*** Data records
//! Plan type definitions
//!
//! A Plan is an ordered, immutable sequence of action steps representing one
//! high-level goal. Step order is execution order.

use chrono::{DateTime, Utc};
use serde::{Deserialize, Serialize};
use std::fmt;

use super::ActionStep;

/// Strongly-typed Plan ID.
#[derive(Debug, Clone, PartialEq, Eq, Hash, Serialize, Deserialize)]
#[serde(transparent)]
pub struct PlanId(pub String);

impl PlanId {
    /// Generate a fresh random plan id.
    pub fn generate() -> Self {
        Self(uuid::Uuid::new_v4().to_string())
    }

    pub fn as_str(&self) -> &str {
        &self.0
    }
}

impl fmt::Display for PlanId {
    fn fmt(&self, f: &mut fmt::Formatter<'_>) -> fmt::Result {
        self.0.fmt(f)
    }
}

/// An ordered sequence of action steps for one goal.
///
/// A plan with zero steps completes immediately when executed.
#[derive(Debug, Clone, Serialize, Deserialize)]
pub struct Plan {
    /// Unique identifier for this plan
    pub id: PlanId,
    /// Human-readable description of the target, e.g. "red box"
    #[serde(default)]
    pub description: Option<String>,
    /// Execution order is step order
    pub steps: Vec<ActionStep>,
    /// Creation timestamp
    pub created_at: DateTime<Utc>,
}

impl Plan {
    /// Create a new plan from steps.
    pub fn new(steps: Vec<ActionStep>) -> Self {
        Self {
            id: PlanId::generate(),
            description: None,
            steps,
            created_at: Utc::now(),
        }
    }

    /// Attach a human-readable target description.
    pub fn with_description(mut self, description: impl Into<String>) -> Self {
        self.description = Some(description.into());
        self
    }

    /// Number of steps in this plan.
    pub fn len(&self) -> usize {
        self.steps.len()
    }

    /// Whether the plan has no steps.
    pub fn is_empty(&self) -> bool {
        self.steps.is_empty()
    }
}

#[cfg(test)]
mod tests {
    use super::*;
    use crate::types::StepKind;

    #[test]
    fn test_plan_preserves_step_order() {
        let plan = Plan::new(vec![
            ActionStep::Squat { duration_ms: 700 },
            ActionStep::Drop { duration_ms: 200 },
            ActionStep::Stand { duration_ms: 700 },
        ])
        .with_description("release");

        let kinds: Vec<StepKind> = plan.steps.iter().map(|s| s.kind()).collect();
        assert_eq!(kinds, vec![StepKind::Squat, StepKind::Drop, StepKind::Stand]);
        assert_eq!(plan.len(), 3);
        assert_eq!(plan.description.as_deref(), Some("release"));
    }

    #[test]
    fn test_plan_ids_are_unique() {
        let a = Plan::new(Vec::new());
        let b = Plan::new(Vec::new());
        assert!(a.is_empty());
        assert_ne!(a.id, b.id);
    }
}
******
*** Data records
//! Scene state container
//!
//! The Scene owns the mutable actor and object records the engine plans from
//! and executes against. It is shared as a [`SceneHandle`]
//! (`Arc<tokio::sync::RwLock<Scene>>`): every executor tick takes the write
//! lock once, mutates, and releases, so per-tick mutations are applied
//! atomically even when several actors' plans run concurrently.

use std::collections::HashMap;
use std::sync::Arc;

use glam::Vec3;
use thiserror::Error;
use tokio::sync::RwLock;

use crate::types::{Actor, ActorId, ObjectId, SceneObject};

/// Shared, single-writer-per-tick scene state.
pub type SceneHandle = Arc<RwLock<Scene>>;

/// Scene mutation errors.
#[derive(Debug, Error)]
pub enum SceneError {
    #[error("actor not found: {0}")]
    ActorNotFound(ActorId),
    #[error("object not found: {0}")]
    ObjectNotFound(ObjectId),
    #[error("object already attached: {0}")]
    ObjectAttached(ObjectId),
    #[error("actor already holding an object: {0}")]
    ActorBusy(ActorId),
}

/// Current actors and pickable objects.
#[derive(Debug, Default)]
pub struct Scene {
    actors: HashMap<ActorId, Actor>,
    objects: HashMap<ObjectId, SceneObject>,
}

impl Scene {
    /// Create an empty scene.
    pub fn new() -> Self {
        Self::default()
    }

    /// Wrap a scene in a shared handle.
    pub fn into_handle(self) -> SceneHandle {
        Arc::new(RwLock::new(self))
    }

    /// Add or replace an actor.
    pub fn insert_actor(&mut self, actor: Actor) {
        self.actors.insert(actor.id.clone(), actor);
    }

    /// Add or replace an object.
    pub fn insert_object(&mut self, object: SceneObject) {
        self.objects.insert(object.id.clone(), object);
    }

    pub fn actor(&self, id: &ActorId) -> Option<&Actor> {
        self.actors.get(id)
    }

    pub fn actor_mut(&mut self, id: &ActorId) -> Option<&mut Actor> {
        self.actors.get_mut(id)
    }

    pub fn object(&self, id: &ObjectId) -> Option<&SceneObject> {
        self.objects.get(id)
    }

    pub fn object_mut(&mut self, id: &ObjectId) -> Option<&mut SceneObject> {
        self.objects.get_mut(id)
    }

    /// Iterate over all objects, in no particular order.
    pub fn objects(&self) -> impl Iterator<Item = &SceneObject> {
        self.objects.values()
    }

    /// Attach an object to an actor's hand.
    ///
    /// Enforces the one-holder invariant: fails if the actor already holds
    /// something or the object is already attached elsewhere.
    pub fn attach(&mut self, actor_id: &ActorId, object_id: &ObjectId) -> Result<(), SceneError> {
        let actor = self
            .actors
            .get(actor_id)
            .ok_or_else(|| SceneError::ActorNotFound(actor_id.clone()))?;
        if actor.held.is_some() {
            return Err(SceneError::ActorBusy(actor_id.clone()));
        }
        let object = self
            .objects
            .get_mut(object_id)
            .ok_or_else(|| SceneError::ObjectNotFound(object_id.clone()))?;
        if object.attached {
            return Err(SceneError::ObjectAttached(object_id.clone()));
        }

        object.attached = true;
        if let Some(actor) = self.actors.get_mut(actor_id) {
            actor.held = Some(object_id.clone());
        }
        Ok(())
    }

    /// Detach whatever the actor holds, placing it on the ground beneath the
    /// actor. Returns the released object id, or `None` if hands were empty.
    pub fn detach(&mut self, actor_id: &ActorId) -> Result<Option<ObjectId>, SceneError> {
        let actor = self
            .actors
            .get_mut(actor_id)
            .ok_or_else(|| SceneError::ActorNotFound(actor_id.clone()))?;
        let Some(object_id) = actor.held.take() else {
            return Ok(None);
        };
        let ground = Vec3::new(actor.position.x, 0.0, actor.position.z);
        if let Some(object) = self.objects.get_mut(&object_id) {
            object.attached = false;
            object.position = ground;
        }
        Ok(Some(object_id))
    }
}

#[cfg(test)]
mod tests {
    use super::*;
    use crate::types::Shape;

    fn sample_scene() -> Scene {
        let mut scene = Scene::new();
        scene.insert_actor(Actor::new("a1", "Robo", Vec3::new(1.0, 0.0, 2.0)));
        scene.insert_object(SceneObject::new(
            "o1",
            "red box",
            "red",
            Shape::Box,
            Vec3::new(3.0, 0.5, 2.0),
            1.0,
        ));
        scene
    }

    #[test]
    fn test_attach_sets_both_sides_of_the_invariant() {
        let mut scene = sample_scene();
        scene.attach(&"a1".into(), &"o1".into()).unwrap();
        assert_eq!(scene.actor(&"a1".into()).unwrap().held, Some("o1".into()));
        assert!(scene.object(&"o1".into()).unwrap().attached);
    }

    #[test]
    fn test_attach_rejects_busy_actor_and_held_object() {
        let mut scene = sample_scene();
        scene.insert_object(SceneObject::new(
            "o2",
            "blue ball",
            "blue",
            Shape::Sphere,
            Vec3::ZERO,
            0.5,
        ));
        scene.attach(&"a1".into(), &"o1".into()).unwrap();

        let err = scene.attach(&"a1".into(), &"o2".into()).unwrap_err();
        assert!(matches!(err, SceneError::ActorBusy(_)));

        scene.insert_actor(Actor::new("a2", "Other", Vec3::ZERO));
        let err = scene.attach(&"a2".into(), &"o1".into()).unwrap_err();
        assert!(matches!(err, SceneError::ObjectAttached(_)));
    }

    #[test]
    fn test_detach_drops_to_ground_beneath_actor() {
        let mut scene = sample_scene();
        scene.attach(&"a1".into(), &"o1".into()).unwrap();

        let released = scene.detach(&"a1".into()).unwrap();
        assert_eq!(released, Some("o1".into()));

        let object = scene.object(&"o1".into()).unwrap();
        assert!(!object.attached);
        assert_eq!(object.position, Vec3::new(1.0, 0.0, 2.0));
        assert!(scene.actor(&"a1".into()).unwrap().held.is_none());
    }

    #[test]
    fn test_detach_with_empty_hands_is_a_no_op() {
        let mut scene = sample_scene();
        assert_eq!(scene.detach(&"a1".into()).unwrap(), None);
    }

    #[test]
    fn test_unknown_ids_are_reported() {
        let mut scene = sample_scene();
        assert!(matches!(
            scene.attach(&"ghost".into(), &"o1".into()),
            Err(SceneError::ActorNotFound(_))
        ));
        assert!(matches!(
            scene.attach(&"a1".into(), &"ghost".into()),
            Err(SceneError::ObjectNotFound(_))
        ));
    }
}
******
- **Exercise requirements**
Work out how many lines in the records above contain the word "SceneError". State only that number.

- **Response to this exercise**
12